(2024-08-10, 12:39 PM)David001 Wrote: I would frame what I think David Chalmers was saying thus:
We have reached a point in time when we understand enough about the physical world to realise that it can't in itself explain what consciousness can do - thus Materialism is implausible.
All the other alternatives are routinely dismissed because they clash with Materialism, but we have run out of options. Therefore we need to 'normalise' our various measures of plausibility, and realise that all those options are on the table.
Given that, I want to choose Dualism. I choose it because it is closest to common sense, and because it allows us to interpret a vast amount of data that is otherwise hard/impossible to explain - such as DC's own Hard Problem!
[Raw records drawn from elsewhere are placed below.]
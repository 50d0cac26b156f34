//! Telemetry delivery: buffering while offline, reconnect flush,
//! acknowledgement tracking and timeout republish.

use std::sync::Arc;

use smartsafe::adapters::channel_sink::ChannelSink;
use smartsafe::app::events::KeyEvent;
use smartsafe::app::motion::Sensitivity;
use smartsafe::app::ports::TimePort;
use smartsafe::app::service::ControlService;
use smartsafe::channels::Channels;
use smartsafe::config::SystemConfig;
use smartsafe::fsm::SafeState;
use smartsafe::link::route_link_event;
use smartsafe::link::transport::{DeliveryId, LinkEvent, Qos};
use smartsafe::tasks::telemetry::TelemetryTask;
use smartsafe::telemetry::publisher::{PublisherConfig, SweepReport, TelemetryPublisher};
use smartsafe::telemetry::TelemetryEvent;

use super::mocks::{ManualClock, MemNvs, NoDelay, RecordingLink};

const ACK_TIMEOUT_MS: u32 = 10_000;

fn publisher() -> TelemetryPublisher {
    TelemetryPublisher::new(
        SystemConfig::default().telemetry_topic(),
        PublisherConfig::default(),
    )
}

fn event(ts: u32) -> TelemetryEvent {
    TelemetryEvent::state_change(ts, SafeState::Locked)
}

// ── Scenario C: offline buffering and reconnect flush ─────────

#[test]
fn scenario_c_offline_events_flush_in_order() {
    let p = publisher();
    let mut link = RecordingLink::new();
    let clock = ManualClock::new(0);

    for ts in 1..=12 {
        assert!(!p.publish(&mut link, event(ts), clock.now_ms()).unwrap());
        clock.advance(50);
    }
    assert!(link.published.is_empty());

    let stats = p.stats().unwrap();
    assert_eq!(stats.buffered, 10);
    assert_eq!(stats.pending, 0);
    assert_eq!(stats.evictions, 2);

    p.set_connected(true);
    let mut delay = NoDelay::default();
    let sent = p.flush_backlog(&mut link, &mut delay, &clock).unwrap();

    assert_eq!(sent, 10);
    assert_eq!(link.timestamps(), (3..=12).collect::<Vec<u64>>());
    assert_eq!(link.ids(), (1..=10).collect::<Vec<DeliveryId>>());
    // Nine gaps of 100 ms between ten publishes.
    assert_eq!(delay.total_ns, 9 * 100_000_000);

    let stats = p.stats().unwrap();
    assert_eq!(stats.buffered, 10);
    assert_eq!(stats.pending, 10);

    for id in 1..=10 {
        assert!(p.on_delivered(id).unwrap());
    }
    assert_eq!(p.stats().unwrap().buffered, 0);
}

#[test]
fn published_payload_uses_telemetry_topic_and_qos1() {
    let p = publisher();
    let mut link = RecordingLink::new();
    p.set_connected(true);
    p.publish(&mut link, TelemetryEvent::movement(5, SafeState::Alarm, 1.25), 0)
        .unwrap();

    let msg = &link.published[0];
    assert_eq!(msg.topic, "smartsafe/smartsafe01/telemetry");
    assert_eq!(msg.qos, Qos::AtLeastOnce);
    assert_eq!(
        msg.payload,
        serde_json::json!({"ts": 5, "state": "alarm", "event": "movement", "movement_amount": 1.25})
    );
}

// ── Scenario D: missing acknowledgement ──────────────────────

#[test]
fn scenario_d_unacknowledged_event_republished_with_new_id() {
    let p = publisher();
    let mut link = RecordingLink::new();
    p.set_connected(true);

    assert!(p.publish(&mut link, event(1), 0).unwrap());
    assert_eq!(link.ids(), [1 as DeliveryId]);

    let report = p.sweep_timeouts(&mut link, ACK_TIMEOUT_MS - 1).unwrap();
    assert_eq!(report, SweepReport::default());
    assert_eq!(link.published.len(), 1);

    let report = p.sweep_timeouts(&mut link, ACK_TIMEOUT_MS).unwrap();
    assert_eq!(report.republished, 1);
    assert_eq!(link.ids(), [1 as DeliveryId, 2]);
    assert_eq!(link.published[0].payload, link.published[1].payload);

    // The superseded id no longer matches anything.
    assert!(!p.on_delivered(1).unwrap());
    assert_eq!(p.stats().unwrap().buffered, 1);
    assert!(p.on_delivered(2).unwrap());
    assert_eq!(p.stats().unwrap().buffered, 0);
}

#[test]
fn republish_resets_the_timeout() {
    let p = publisher();
    let mut link = RecordingLink::new();
    p.set_connected(true);
    p.publish(&mut link, event(1), 0).unwrap();

    p.sweep_timeouts(&mut link, ACK_TIMEOUT_MS).unwrap();
    let report = p.sweep_timeouts(&mut link, ACK_TIMEOUT_MS + 2_000).unwrap();
    assert_eq!(report.republished, 0);
    let report = p.sweep_timeouts(&mut link, 2 * ACK_TIMEOUT_MS).unwrap();
    assert_eq!(report.republished, 1);
    assert_eq!(link.ids(), [1 as DeliveryId, 2, 3]);
}

#[test]
fn timeout_while_disconnected_waits_for_reconnect() {
    let p = publisher();
    let mut link = RecordingLink::new();
    p.set_connected(true);
    p.publish(&mut link, event(1), 0).unwrap();
    p.set_connected(false);

    let report = p.sweep_timeouts(&mut link, ACK_TIMEOUT_MS).unwrap();
    assert_eq!(report.demoted, 1);
    assert_eq!(link.published.len(), 1);
    let entry = p.entries().unwrap()[0];
    assert!(!entry.pending);
    assert_eq!(entry.delivery_id, None);

    p.set_connected(true);
    let sent = p
        .flush_backlog(&mut link, &mut NoDelay::default(), &ManualClock::new(ACK_TIMEOUT_MS))
        .unwrap();
    assert_eq!(sent, 1);
    assert_eq!(link.ids(), [1 as DeliveryId, 2]);
}

#[test]
fn refused_publish_is_retried_by_sweep() {
    let p = publisher();
    let mut link = RecordingLink::new();
    p.set_connected(true);
    link.refuse = true;
    assert!(!p.publish(&mut link, event(1), 0).unwrap());
    assert_eq!(p.stats().unwrap().pending, 0);

    link.refuse = false;
    let report = p.sweep_timeouts(&mut link, 2_000).unwrap();
    assert_eq!(report.retried, 1);
    assert_eq!(p.stats().unwrap().pending, 1);
}

#[test]
fn duplicate_and_unknown_acks_are_ignored() {
    let p = publisher();
    let mut link = RecordingLink::new();
    p.set_connected(true);
    p.publish(&mut link, event(1), 0).unwrap();
    p.publish(&mut link, event(2), 0).unwrap();

    assert!(p.on_delivered(1).unwrap());
    assert!(!p.on_delivered(1).unwrap());
    assert!(!p.on_delivered(99).unwrap());

    let left = p.entries().unwrap();
    assert_eq!(left.len(), 1);
    assert_eq!(left[0].event.timestamp, 2);
}

#[test]
fn eviction_drops_oldest_even_when_pending() {
    let p = publisher();
    let mut link = RecordingLink::new();
    p.set_connected(true);
    for ts in 1..=11 {
        p.publish(&mut link, event(ts), 0).unwrap();
    }
    assert_eq!(p.stats().unwrap().evictions, 1);
    assert!(!p.on_delivered(1).unwrap());
    assert_eq!(p.entries().unwrap()[0].event.timestamp, 2);
}

#[test]
fn timeout_survives_tick_wraparound() {
    let p = publisher();
    let mut link = RecordingLink::new();
    p.set_connected(true);
    let start = u32::MAX - 1_000;
    p.publish(&mut link, event(1), start).unwrap();

    let report = p.sweep_timeouts(&mut link, start.wrapping_add(9_000)).unwrap();
    assert_eq!(report.republished, 0);
    let report = p.sweep_timeouts(&mut link, start.wrapping_add(ACK_TIMEOUT_MS)).unwrap();
    assert_eq!(report.republished, 1);
}

// ── Control → channel → telemetry task → wire ────────────────

#[test]
fn keypad_unlock_reaches_the_wire() {
    let channels = Channels::new();
    let clock = ManualClock::new(0);
    let publisher = Arc::new(publisher());
    let mut service = ControlService::new(
        &SystemConfig::default(),
        MemNvs::new(),
        clock.clone(),
        Arc::new(Sensitivity::default()),
    )
    .unwrap();
    let mut task = TelemetryTask::new(
        publisher.clone(),
        RecordingLink::new(),
        clock.clone(),
        NoDelay::default(),
        2_000,
    );

    {
        let mut sink = ChannelSink::new(&channels, Some(publisher.as_ref()), clock.clone());
        for c in "1234#".chars() {
            service.handle_key(KeyEvent::new(c).unwrap(), &mut sink).unwrap();
        }
    }
    assert_eq!(service.state(), SafeState::Unlocked);

    // Offline: both events land in the ring.
    task.step(&channels).unwrap();
    task.step(&channels).unwrap();
    assert!(task.link().published.is_empty());
    assert_eq!(publisher.stats().unwrap().buffered, 2);

    route_link_event(LinkEvent::Connected, &channels);
    task.step(&channels).unwrap();

    let wire: Vec<_> = task.link().published.iter().map(|p| p.payload.clone()).collect();
    assert_eq!(
        wire,
        [
            serde_json::json!({"ts": 1_700_000_000u32, "state": "unlocked", "event": "code_entry", "code_ok": true}),
            serde_json::json!({"ts": 1_700_000_000u32, "state": "unlocked", "event": "state_change"}),
        ]
    );

    route_link_event(LinkEvent::Delivered(1), &channels);
    route_link_event(LinkEvent::Delivered(2), &channels);
    task.step(&channels).unwrap();
    assert_eq!(publisher.stats().unwrap().buffered, 0);
}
I also think that until science actually studies non-material options in depth, we don't have enough information to choose between the alternatives once Materialism has been excluded. E.g. anything that can be explained by Dualism can also be explained by Idealism.
As I have repeatedly pointed out, often science doesn't need the BEST theory so much as it needs the theory that works best in the sense of Occam's Razor.
Science works best by slowly evolving.
David
I agree, and would add that Dualism appears to be the best philosophy of mind at least considering the criterion of Occam's principle of parsimony of explanations, where the other philosophical candidates have to be twisted and have many additional explanatory hypotheses added (many more than with Dualism) to explain the large amount of stubbornly existing but inconvenient to some other philosophies paranormal data. This data demonstrating the separability of mind and soul from the physical brain and body. This is in a way strongly suggesting that there is an immaterial mind or soul that can separate from the brain and body to then make verifiable (veridical) observations of the physical world and also spiritual worlds, and then reentangle with and reinhabit the physical brain which appears to be its normal way of manifesting in the physical.
In short, a large body of paranormal evidence indicates that Dualism seems very much to be the De Facto way the world actually works in human embodiment- the actually lived-in world of sentient intelligent humans mostly living in-body, except where a real separation between body and brain, and the Mind or soul, is occasionally revealed by paranormal phenomena like NDEs that are by far best explained by Dualism.
This argument naturally extends to another even vaster area of evidence for Dualism in human existence and life - the practically necessary, absolutely essential De Facto Dualistic operation of the world of human high technology, where the economy and social organization intimately depends on there being at the human size and dimensional scale an exact and always repeatable separation between the mental and the physical, especially where this applies to the mechanics and physical science of our technological machinery, which totally depends on the operation of the laws of physics and mechanics to be followed exactly. And of course this is also the De Facto practically essential Dualistic way everyday interactions of people with each other and the physical world are conducted.
It is all of this that has to be overcome philosophically in order to nominate one of the other philosophy of mind candidates for the winner. Of course this argument may be sneered at by the philosophers, since it isn't purely philosophical and theoretical, but instead delves into the realm of physical evidence, which seems to be generally held in low regard by the philosophers.
But in my opinion, evidence always trumps theory. Dualism is the De Facto way the world works, and must at least be plausibly incorporated into any supposedly universal philosophy of mind, where perhaps for instance something Mind-like is the ultimate single substance of reality, even though the world actually works 99.9% according to Dualism.